> [Task requirements]:
All of the data needs to come back exactly as written.

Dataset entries

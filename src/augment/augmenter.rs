use std::sync::Arc;

use super::lookup::SkillContentLookup;
use crate::error::ContentLookupError;
use crate::rules::Rule;

/// プロンプト拡張結果
#[derive(Debug)]
pub struct Augmented {
    /// 元のプロンプト + スキルセクション
    pub prompt: String,
    /// 追加したセクション部分のみ（フック出力用）
    pub appended: String,
    /// 注入できたスキル（注入順）
    pub included: Vec<String>,
    /// 本文を取得できずスキップしたスキル
    pub skipped: Vec<ContentLookupError>,
}

/// プロンプト拡張器
pub struct PromptAugmenter {
    lookup: Arc<dyn SkillContentLookup>,
}

impl PromptAugmenter {
    pub fn new(lookup: Arc<dyn SkillContentLookup>) -> Self {
        Self { lookup }
    }

    /// 優先順のスキル本文をプロンプトの後ろに連結
    ///
    /// 連結順は `ordered_skills` と完全に一致する。本文の取得に失敗した
    /// スキルはスキップし、全体は失敗させない。
    pub async fn augment(&self, prompt: &str, ordered_skills: &[String]) -> Augmented {
        let mut sections = Vec::with_capacity(ordered_skills.len());
        let mut included = Vec::new();
        let mut skipped = Vec::new();

        for name in ordered_skills {
            match self.lookup.lookup(name).await {
                Ok(content) => {
                    sections.push(Self::skill_section(name, &content));
                    included.push(name.clone());
                }
                Err(e) => {
                    tracing::warn!("Skipping skill '{}': {}", name, e);
                    skipped.push(e);
                }
            }
        }

        let appended = sections.join("\n\n");
        let prompt = if appended.is_empty() {
            prompt.to_string()
        } else if prompt.is_empty() {
            appended.clone()
        } else {
            format!("{}\n\n{}", prompt, appended)
        };

        Augmented {
            prompt,
            appended,
            included,
            skipped,
        }
    }

    /// スキルを区切り付きセクションに変換
    pub fn skill_section(name: &str, content: &str) -> String {
        format!("<skill name=\"{}\">\n{}\n</skill>", name, content.trim())
    }

    /// ブロック時のメッセージ（元のプロンプトは含めない）
    pub fn build_block_message(blocking_rules: &[&Rule]) -> String {
        let mut message = String::from("Prompt blocked by guardrail policy.\n");
        for rule in blocking_rules {
            message.push_str(&format!(
                "\n- {} ({}, priority: {})",
                rule.name, rule.kind, rule.priority
            ));
            if let Some(custom) = rule.block_message.as_deref().or(rule.description.as_deref()) {
                message.push_str(&format!("\n  {}", custom.trim()));
            }
        }
        message.push_str("\n\nRevise the request and submit it again.");
        message
    }

    /// warn ルールの警告文
    pub fn build_warning(warning_rules: &[&Rule]) -> String {
        let names: Vec<String> = warning_rules
            .iter()
            .map(|rule| format!("{} ({})", rule.name, rule.priority))
            .collect();
        format!(
            "Warning: this request matched rules that require care: {}",
            names.join(", ")
        )
    }
}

> [Written answer]:
filename src/augment/augmenter.rs
use std::sync::Arc;

use super::lookup::SkillContentLookup;
use crate::error::ContentLookupError;
use crate::rules::Rule;

/// プロンプト拡張結果
#[derive(Debug)]
pub struct Augmented {
    /// 元のプロンプト + スキルセクション
    pub prompt: String,
    /// 追加したセクション部分のみ（フック出力用）
    pub appended: String,
    /// 注入できたスキル（注入順）
    pub included: Vec<String>,
    /// 本文を取得できずスキップしたスキル
    pub skipped: Vec<ContentLookupError>,
}

/// プロンプト拡張器
pub struct PromptAugmenter {
    lookup: Arc<dyn SkillContentLookup>,
}

impl PromptAugmenter {
    pub fn new(lookup: Arc<dyn SkillContentLookup>) -> Self {
        Self { lookup }
    }

    /// 優先順のスキル本文をプロンプトの後ろに連結
    ///
    /// 連結順は `ordered_skills` と完全に一致する。本文の取得に失敗した
    /// スキルはスキップし、全体は失敗させない。
    pub async fn augment(&self, prompt: &str, ordered_skills: &[String]) -> Augmented {
        let mut sections = Vec::with_capacity(ordered_skills.len());
        let mut included = Vec::new();
        let mut skipped = Vec::new();

        for name in ordered_skills {
            match self.lookup.lookup(name).await {
                Ok(content) => {
                    sections.push(Self::skill_section(name, &content));
                    included.push(name.clone());
                }
                Err(e) => {
                    tracing::warn!("Skipping skill '{}': {}", name, e);
                    skipped.push(e);
                }
            }
        }

        let appended = sections.join("\n\n");
        let prompt = if appended.is_empty() {
            prompt.to_string()
        } else if prompt.is_empty() {
            appended.clone()
        } else {
            format!("{}\n\n{}", prompt, appended)
        };

        Augmented {
            prompt,
            appended,
            included,
            skipped,
        }
    }

    /// スキルを区切り付きセクションに変換
    pub fn skill_section(name: &str, content: &str) -> String {
        format!("<skill name=\"{}\">\n{}\n</skill>", name, content.trim())
    }

    /// ブロック時のメッセージ（元のプロンプトは含めない）
    pub fn build_block_message(blocking_rules: &[&Rule]) -> String {
        let mut message = String::from("Prompt blocked by guardrail policy.\n");
        for rule in blocking_rules {
            message.push_str(&format!(
                "\n- {} ({}, priority: {})",
                rule.name, rule.kind, rule.priority
            ));
            if let Some(custom) = rule.block_message.as_deref().or(rule.description.as_deref()) {
                message.push_str(&format!("\n  {}", custom.trim()));
            }
        }
        message.push_str("\n\nRevise the request and submit it again.");
        message
    }

    /// warn ルールの警告文
    pub fn build_warning(warning_rules: &[&Rule]) -> String {
        let names: Vec<String> = warning_rules
            .iter()
            .map(|rule| format!("{} ({})", rule.name, rule.priority))
            .collect();
        format!(
            "Warning: this request matched rules that require care: {}",
            names.join(", ")
        )
    }
}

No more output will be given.